Pharmacologic Therapies

Anticonvulsants

  • Pregabalin is FDA approved for managing fibromyalgia.

    • Recommend starting with a low dose (25–50 mg) at night.

    • Increase as needed and tolerated up to 225 mg twice daily.

  • Gabapentin has been shown to improve fibromyalgia symptoms.

    • Recommend starting with a low dose (100–300 mg) at night.

    • Increase as needed and tolerated up to 800 mg three times daily.

    • Sustained-release preparations can limit side effects and permit once-daily dosing.

  • Combining pregabalin or gabapentin with serotonin and norepinephrine reuptake inhibitors (SNRIs) has been shown to improve efficacy and reduce side effects.

  • Topiramate may be helpful particularly in patients with migraines and/or obesity.

    • Recommend starting with low dose (25–50 mg) at night.

    • Increase as needed and tolerated up to 200 mg twice daily.

    • Sustained-release preparations can limit side effects and permit once-daily dosing.

Antidepressants

  • Duloxetine is FDA approved for managing fibromyalgia.

    • Available in 20, 30, and 60 mg capsules, may be taken morning or night

    • Fibromyalgia approved dosing up to 60 mg per day, may increase up to 120 mg per day if needed and tolerated

  • Milnacipran is FDA approved for treating fibromyalgia.

    • Available as 12.5, 25, 50, and 100 mg tablets

    • Recommend starting 12.5 mg once daily with food since frequently causes nausea

    • FDA-approved dosing 50–100 mg twice daily

  • Other SNRIs such as venlafaxine, desvenlafaxine, and levomilnacipran are also reasonable options.

  • Fluoxetine or paroxetine can be helpful since they have SNRI activity.

    • Start with low dose (10–20 mg) once daily.

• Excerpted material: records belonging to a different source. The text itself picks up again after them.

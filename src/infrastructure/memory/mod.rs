//! Memory Layer - In-Memory Runtime Collaborators
//!
//! 实现标签页消息、设置存储和菜单注册的内存版本

mod menu_registry;
mod settings_store;
mod tab_registry;

pub use menu_registry::InMemoryMenuRegistry;
pub use settings_store::InMemorySettingsStore;
pub use tab_registry::InMemoryTabRegistry;
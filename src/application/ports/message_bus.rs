//! Message Bus Port - 共享消息总线
//!
//! 发布/订阅语义：没有送达保证，不同发送方之间没有顺序保证。
//! 所有跨上下文通信都是发送后继续，结果靠消息中的关联 ID 路由。

use thiserror::Error;
use tokio::sync::broadcast;

use crate::domain::task::BusMessage;

#[derive(Debug, Error)]
pub enum BusError {
    #[error("Could not establish connection. Receiving end does not exist.")]
    NoReceivers,
}

/// 总线订阅
pub struct BusSubscription {
    receiver: broadcast::Receiver<BusMessage>,
}

impl BusSubscription {
    pub fn new(receiver: broadcast::Receiver<BusMessage>) -> Self {
        Self { receiver }
    }

    /// 接收下一条消息；总线关闭时返回 None
    ///
    /// 订阅者处理过慢时会丢失旧消息（记录警告后继续）
    pub async fn recv(&mut self) -> Option<BusMessage> {
        loop {
            match self.receiver.recv().await {
                Ok(message) => return Some(message),
                Err(broadcast::error::RecvError::Lagged(skipped)) => {
                    tracing::warn!(skipped = skipped, "Bus subscriber lagged, messages dropped");
                }
                Err(broadcast::error::RecvError::Closed) => return None,
            }
        }
    }
}

/// Message Bus Port
pub trait MessageBusPort: Send + Sync {
    /// 发布消息，返回接收方数量
    fn publish(&self, message: BusMessage) -> Result<usize, BusError>;

    /// 订阅总线
    fn subscribe(&self) -> BusSubscription;
}
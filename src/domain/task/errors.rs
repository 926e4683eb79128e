//! Task Context - Errors

use thiserror::Error;

#[derive(Debug, Clone, PartialEq, Eq, Error)]
pub enum InputError {
    #[error("Input text must be a string, got {0}")]
    TextNotString(&'static str),

    #[error("QA input type error: question is {question}, context is {context}")]
    QaTypeMismatch {
        question: &'static str,
        context: &'static str,
    },

    #[error("Unsupported task: {0}")]
    UnsupportedTask(String),
}
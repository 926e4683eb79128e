//! Message Bus Implementation
//!
//! 基于 tokio broadcast 的进程内消息总线，每个上下文持有自己的订阅

use std::sync::Arc;
use tokio::sync::broadcast;

use crate::application::ports::{BusError, BusSubscription, MessageBusPort};
use crate::domain::task::BusMessage;

/// 广播消息总线
pub struct BroadcastMessageBus {
    channel: broadcast::Sender<BusMessage>,
}

impl BroadcastMessageBus {
    pub fn new(capacity: usize) -> Self {
        let (channel, _) = broadcast::channel(capacity.max(1));
        Self { channel }
    }

    pub fn arc(self) -> Arc<Self> {
        Arc::new(self)
    }
}

impl Default for BroadcastMessageBus {
    fn default() -> Self {
        Self::new(100)
    }
}

impl MessageBusPort for BroadcastMessageBus {
    fn publish(&self, message: BusMessage) -> Result<usize, BusError> {
        let kind = message.type_name();
        match self.channel.send(message) {
            Ok(receivers) => {
                tracing::trace!(message_type = kind, receivers = receivers, "Message published");
                Ok(receivers)
            }
            Err(_) => {
                tracing::debug!(message_type = kind, "Failed to publish message (no receivers)");
                Err(BusError::NoReceivers)
            }
        }
    }

    fn subscribe(&self) -> BusSubscription {
        BusSubscription::new(self.channel.subscribe())
    }
}
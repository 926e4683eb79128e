//! Host Runtime Port - 后台宿主上下文管理
//!
//! 对应扩展运行时的 offscreen document API：查询已存在的上下文、创建新上下文

use async_trait::async_trait;
use thiserror::Error;

#[derive(Debug, Error)]
pub enum HostError {
    #[error("Host context already exists: {0}")]
    AlreadyExists(String),

    #[error("Failed to create host context: {0}")]
    CreationFailed(String),
}

/// Host Runtime Port
#[async_trait]
pub trait HostRuntimePort: Send + Sync {
    /// 指定文档的 Host 上下文是否存活
    async fn has_host(&self, document: &str) -> bool;

    /// 创建 Host 上下文；同一时刻只允许存在一个
    async fn create_host(&self, document: &str) -> Result<(), HostError>;
}
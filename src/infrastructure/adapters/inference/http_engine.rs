//! HTTP Inference Engine - 调用本地模型服务
//!
//! 实现 InferenceEnginePort，通过 HTTP 调用本机运行的推理服务
//!
//! 本地推理 API:
//! POST {base_url}/api/pipelines            {"task": "...", "model": "...", "options": {...}}
//!   -> {"pipeline_id": "..."}              (模型加载完成后返回)
//! POST {base_url}/api/pipelines/{id}/run   "text" | {"question": "...", "context": "..."}
//!   -> [{"summary_text": "..."}] | {"answer": "...", "score": 0.9}

use async_trait::async_trait;
use reqwest::Client;
use serde::Deserialize;
use std::sync::Arc;
use std::time::Duration;

use crate::application::ports::{InferenceEnginePort, InferenceError, Pipeline, PipelineSpec};
use crate::domain::task::{PipelineInput, PipelineOutput};

/// Pipeline 构造响应
#[derive(Debug, Deserialize)]
struct ConstructResponse {
    pipeline_id: String,
}

/// HTTP 推理引擎配置
#[derive(Debug, Clone)]
pub struct HttpInferenceEngineConfig {
    /// 推理服务基础 URL
    pub base_url: String,
    /// 请求超时时间（秒），模型加载可能很慢
    pub timeout_secs: u64,
}

impl Default for HttpInferenceEngineConfig {
    fn default() -> Self {
        Self {
            base_url: "http://localhost:8000".to_string(),
            timeout_secs: 120,
        }
    }
}

impl HttpInferenceEngineConfig {
    pub fn new(base_url: impl Into<String>) -> Self {
        Self {
            base_url: base_url.into(),
            ..Default::default()
        }
    }

    pub fn with_timeout(mut self, secs: u64) -> Self {
        self.timeout_secs = secs;
        self
    }
}

/// HTTP 推理引擎
pub struct HttpInferenceEngine {
    client: Client,
    config: HttpInferenceEngineConfig,
}

impl HttpInferenceEngine {
    pub fn new(config: HttpInferenceEngineConfig) -> Result<Self, InferenceError> {
        let client = Client::builder()
            .timeout(Duration::from_secs(config.timeout_secs))
            .build()
            .map_err(|e| InferenceError::NetworkError(e.to_string()))?;

        Ok(Self { client, config })
    }

    fn base_url(&self) -> &str {
        self.config.base_url.trim_end_matches('/')
    }

    fn construct_url(&self) -> String {
        format!("{}/api/pipelines", self.base_url())
    }

    fn run_url(&self, pipeline_id: &str) -> String {
        format!("{}/api/pipelines/{}/run", self.base_url(), pipeline_id)
    }

    fn health_url(&self) -> String {
        format!("{}/health", self.base_url())
    }
}

fn map_send_error(e: reqwest::Error) -> InferenceError {
    if e.is_timeout() {
        InferenceError::Timeout
    } else if e.is_connect() {
        InferenceError::NetworkError(format!("Cannot connect to inference service: {}", e))
    } else {
        InferenceError::NetworkError(e.to_string())
    }
}

async fn check_status(response: reqwest::Response) -> Result<reqwest::Response, InferenceError> {
    let status = response.status();
    if status.is_success() {
        return Ok(response);
    }
    let error_text = response.text().await.unwrap_or_default();
    Err(InferenceError::ServiceError(format!(
        "HTTP {}: {}",
        status, error_text
    )))
}

#[async_trait]
impl InferenceEnginePort for HttpInferenceEngine {
    async fn construct_pipeline(
        &self,
        spec: &PipelineSpec,
    ) -> Result<Arc<dyn Pipeline>, InferenceError> {
        tracing::debug!(
            url = %self.construct_url(),
            task = %spec.task,
            model = %spec.model,
            "Sending pipeline construct request"
        );

        let response = self
            .client
            .post(self.construct_url())
            .json(spec)
            .send()
            .await
            .map_err(map_send_error)?;

        let response = check_status(response).await.map_err(|e| match e {
            InferenceError::ServiceError(msg) => InferenceError::LoadFailed(msg),
            other => other,
        })?;

        let constructed: ConstructResponse = response
            .json()
            .await
            .map_err(|e| InferenceError::InvalidResponse(e.to_string()))?;

        tracing::info!(
            pipeline_id = %constructed.pipeline_id,
            model = %spec.model,
            "Pipeline constructed by inference service"
        );

        Ok(Arc::new(HttpPipeline {
            client: self.client.clone(),
            url: self.run_url(&constructed.pipeline_id),
        }))
    }

    async fn health_check(&self) -> bool {
        match self
            .client
            .get(self.health_url())
            .timeout(Duration::from_secs(5))
            .send()
            .await
        {
            Ok(response) => response.status().is_success(),
            Err(_) => false,
        }
    }
}

/// 远端 Pipeline
struct HttpPipeline {
    client: Client,
    url: String,
}

#[async_trait]
impl Pipeline for HttpPipeline {
    async fn run(&self, input: PipelineInput) -> Result<PipelineOutput, InferenceError> {
        let response = self
            .client
            .post(&self.url)
            .json(&input)
            .send()
            .await
            .map_err(map_send_error)?;

        check_status(response)
            .await?
            .json()
            .await
            .map_err(|e| InferenceError::InvalidResponse(e.to_string()))
    }
}
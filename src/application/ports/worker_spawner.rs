//! Worker Spawner Port - 隔离执行单元的创建
//!
//! Host 通过直接通道（没有总线语义）与 Worker 通信：
//! 发送方向是未经类型检查的结构化数据，接收方向是 Worker 发出的消息或致命崩溃

use async_trait::async_trait;
use thiserror::Error;
use tokio::sync::mpsc;

use crate::domain::task::BusMessage;

#[derive(Debug, Error)]
pub enum WorkerError {
    #[error("Failed to spawn worker: {0}")]
    SpawnFailed(String),
}

/// Worker 发往 Host 的事件
#[derive(Debug, Clone, PartialEq)]
pub enum WorkerEvent {
    /// Worker 发出的消息（原样转发到总线）
    Message(BusMessage),
    /// Worker 内部未捕获的致命错误
    Crashed(String),
}

/// 与单个 Worker 的直接通道
pub struct WorkerChannel {
    pub inbox: mpsc::UnboundedSender<serde_json::Value>,
    pub events: mpsc::UnboundedReceiver<WorkerEvent>,
}

/// Worker Spawner Port
#[async_trait]
pub trait WorkerSpawnerPort: Send + Sync {
    async fn spawn(&self) -> Result<WorkerChannel, WorkerError>;
}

    • If used as monotherapy, typically need to use high doses (60 mg/day paroxetine, 80 mg/day fluoxetine) that are usually not well tolerated.

    • Combining with tricyclic antidepressants (TCAs) can allow for efficacy at lower doses with fewer side effects (see below).

    • Newer highly serotonin-selective drugs are typically not helpful for fibromyalgia pain but can help depression and anxiety symptoms.

  • TCAs can be helpful including nortriptyline, amitriptyline, and desipramine.

    • Start low dose (10–25 mg) at night.

    • Consider nortriptyline or desipramine first since amitriptyline causes more severe anticholinergic side effects (e.g., dryness, constipation).

    • Effectiveness of TCAs can be increased by combining with fluoxetine or paroxetine.

  • Bupropion reduces pain by inhibiting neuronal uptake of norepinephrine and dopamine.

    • Recommend starting at low dose (37.5–75 mg) in the morning.

    • Can increase up to 450 mg per day.

    • Typically avoid night-time dosing or 24 h preparations since they can cause or worsen insomnia.

  • Serotonergic 5-HT1A receptor agonists including buspirone, vilazodone, and vortioxetine are alternatives if patients don’t tolerate other antidepressants.

Muscle Relaxers

  • Cyclobenzaprine is a TCA that has demonstrated efficacy in fibromyalgia

    • Recommend starting with low dose at night (5–10 mg).

    • Can be increased up to 30 mg per day.

    • Sustained-release preparation allows for once-daily dosing.

Tramadol

  • While traditional opioids should be avoided, tramadol has been recommended for fibromyalgia treatment since it combines SNRI and mu-opioid agonist activities.

  • 1–2 tramadol/acetaminophen 37.5/325 mg tablets taken four times daily have been shown to improve pain, stiffness, and work interference in fibromyalgia patients.

  • Also available as single-ingredient 50 mg immediate-release and 24 h extended-release tablets up to 300 mg.

  • Maximum per day dosing 400 mg.

Medications to Avoid

  • Benzodiazepines should be avoided since they can worsen nonrestorative sleep and cognition and have high addiction potential.

  • Opioids other than tramadol should typically be avoided since they can paradoxically worsen pain by increasing central sensitization.

    • Due to increased central sensitization, patients can become dependent on opioids as discontinuation can dramatically worsen pain.

    • Opioids should be tapered off very slowly in fibromyalgia patients.

  • Steroids are typically not helpful and should not be used as primary therapy.

  • Nonsteroidal anti-inflammatory drugs (NSAIDs) are not helpful for the majority of patients and should not be used first line.